WHAT YOU WILL DO: Collect all lines from the records below that include the word "StructDebug".

Top of DATA SHOWN

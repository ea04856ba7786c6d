use crate::Core::semaphore::Semaphore;
use crate::FIFO::Buffer::RingBuffer;
use crate::FIFO::Fifo;
use std::fmt;

// Debug proxy implementations that call the standalone debug functions
impl fmt::Debug for Fifo {
    fn fmt(&self, f: &mut fmt::Formatter<'_>) -> fmt::Result {
        crate::Debug::StructDebug::debug_fifo(self, f)
    }
}

impl fmt::Debug for RingBuffer {
    fn fmt(&self, f: &mut fmt::Formatter<'_>) -> fmt::Result {
        crate::Debug::StructDebug::debug_ring_buffer(self, f)
    }
}

impl fmt::Debug for Semaphore {
    fn fmt(&self, f: &mut fmt::Formatter<'_>) -> fmt::Result {
        crate::Debug::StructDebug::debug_semaphore(self, f)
    }
}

Bottom of DATA SHOWN

COMPLETED TASK:
        crate::Debug::StructDebug::debug_fifo(self, f)
        crate::Debug::StructDebug::debug_ring_buffer(self, f)
        crate::Debug::StructDebug::debug_semaphore(self, f)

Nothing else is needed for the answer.